Está correndo na Pennsylvania um processo, em tribunal federal, de um grupo de pais contra um distrito escolar que obrigou os professores de ciências a incluir no currículo a advertência de que a teoria da evolução não está provada e que há outras explicações para a vida na Terra. Uma delas, o mais recente disfarce do criacionismo, é chamada de "intelligent design", mais sutil porque admite que a Terra e a vida existem há mais tempo do que a Bíblia afirma, mas insiste que as formas de vida são complexas demais para terem surgido espontaneamente, só podem ter sido criadas por uma inteligência superior.

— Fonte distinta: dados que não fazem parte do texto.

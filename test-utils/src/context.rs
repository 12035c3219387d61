use sea_orm::{sea_query::TableCreateStatement, ConnectionTrait, Database, DatabaseConnection};

use crate::error::TestError;

/// Test context containing the database connection for an isolated test.
///
/// Provides an in-memory SQLite database connection for unit and integration testing.
/// The database is created lazily on first access and persists for the lifetime of the
/// test context.
pub struct TestContext {
    /// Optional database connection to in-memory SQLite instance.
    ///
    /// Initialized lazily when `database()` is first called.
    pub db: Option<DatabaseConnection>,
}

impl TestContext {
    /// Creates a new empty test context with no database connection.
    pub fn new() -> Self {
        Self { db: None }
    }

    /// Gets or creates the in-memory SQLite database connection.
    ///
    /// # Returns
    /// - `Ok(&DatabaseConnection)` - Reference to the database connection
    /// - `Err(TestError::Database)` - Failed to connect to in-memory SQLite database
    pub async fn database(&mut self) -> Result<&DatabaseConnection, TestError> {
        match self.db {
            Some(ref db) => Ok(db),
            None => {
                let db = Database::connect("sqlite::memory:").await?;

                let db_ref = self.db.insert(db);

                Ok(&*db_ref)
            }
        }
    }

    /// Creates database tables from the provided CREATE TABLE statements.
    ///
    /// Typically called by `TestBuilder::build()` rather than directly.
    ///
    /// # Arguments
    /// - `stmts` - CREATE TABLE statements to execute in order
    ///
    /// # Returns
    /// - `Ok(())` - All tables created successfully
    /// - `Err(TestError::Database)` - Failed to create one or more tables
    pub async fn with_tables(&mut self, stmts: Vec<TableCreateStatement>) -> Result<(), TestError> {
        let db = self.database().await?;

        for stmt in stmts {
            db.execute(&stmt).await?;
        }

        Ok(())
    }
}

impl Default for TestContext {
    fn default() -> Self {
        Self::new()
    }
}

A mesma direita cristã evangelica e fundamentalista que constitui a base política do partido republicano e do governo Bush pressiona para que a "teoria" do intelligent design seja ensinada nas escolas, e conta até com "especialistas", professores universitários e "cientistas" que refutam Darwin e a teoria da evolução. O presidente Bush chegou ao cúmulo de dizer que "os dois lados da questão" deveriam ter a mesma chance de ser ouvidos e ensinados.
O museu de história natural preparou seu pessoal para responder a críticas do público e teve a coragem de incluir na exposição sobre Darwin a afirmação de que a tal "teoria" do intelligent design não passa de um truque para reintroduzir o criacionismo, que a Suprema Corte proibiu que seja ensinado nas escolas públicas, em decisão de 1987 (mas que pode ser revista, nunca se sabe), por ser uma doutrina religiosa. Lembra também que os mesmos ataques foram feitos a Darwin quando publicou A Origem das Espécies há quase 150 anos. Os críticos da época se diziam indignados com a idéia de que o homem descenderia do macaco...
A campanha contra Darwin acontece ao mesmo tempo em que os Estados Unidos afundam na educação básica. Muitas universidades aqui são centros de excelência, mas recrutam cada vez mais estrangeiros, porque o ensino primário e secundário no país (mesmo que ainda ensine a teoria da evolução) caiu para níveis jurássicos. Em comparação com os outros países desenvolvidos, especialmente da Ásia, os estudantes americanos têm as piores performances em testes, seja em ciências, matemática, história, ou geografia.
Este país tornou-se a maior potência do planeta graças à engenhosidade e empenho de muitas gerações. Mas desde que se tornou o centro do Império, rico demais para seu próprio bem, o povo americano sentou-se sobre os louros, ligou a TV, abriu a cerveja e desligou o cérebro.
No mesmo museu que vai trazer Darwin de volta, há outra exposição pequena e instingante, Vozes do Sul das Nuvens. São fotos feitas por camponeses chineses de uma região montanhosa da província de Yunnan. Uma ong americana, a Nature Conservancy, distribui cameras simples e rolos de filme colorido entre os moradores das aldeias, e eles fotografam seu dia-a-dia e a natureza deslumbrante do lugar. São fotos de nível profissional. Mostram a dureza do cotidiano e a beleza da vida. E a criatividade do povo chinês. Com o declínio do império americano, a China vem aí! É a evolução natural... ou foi Deus quem assim quis?
Alguns dos camponeses-fotógrafos chineses foram trazidos a New York para a abertura da exposição. Não ficaram deslumbrados com a cidade. "Os prédios são muito altos", disse um deles ao New York Times, "mas nenhum é tão alto quanto nossa montanha mais baixa".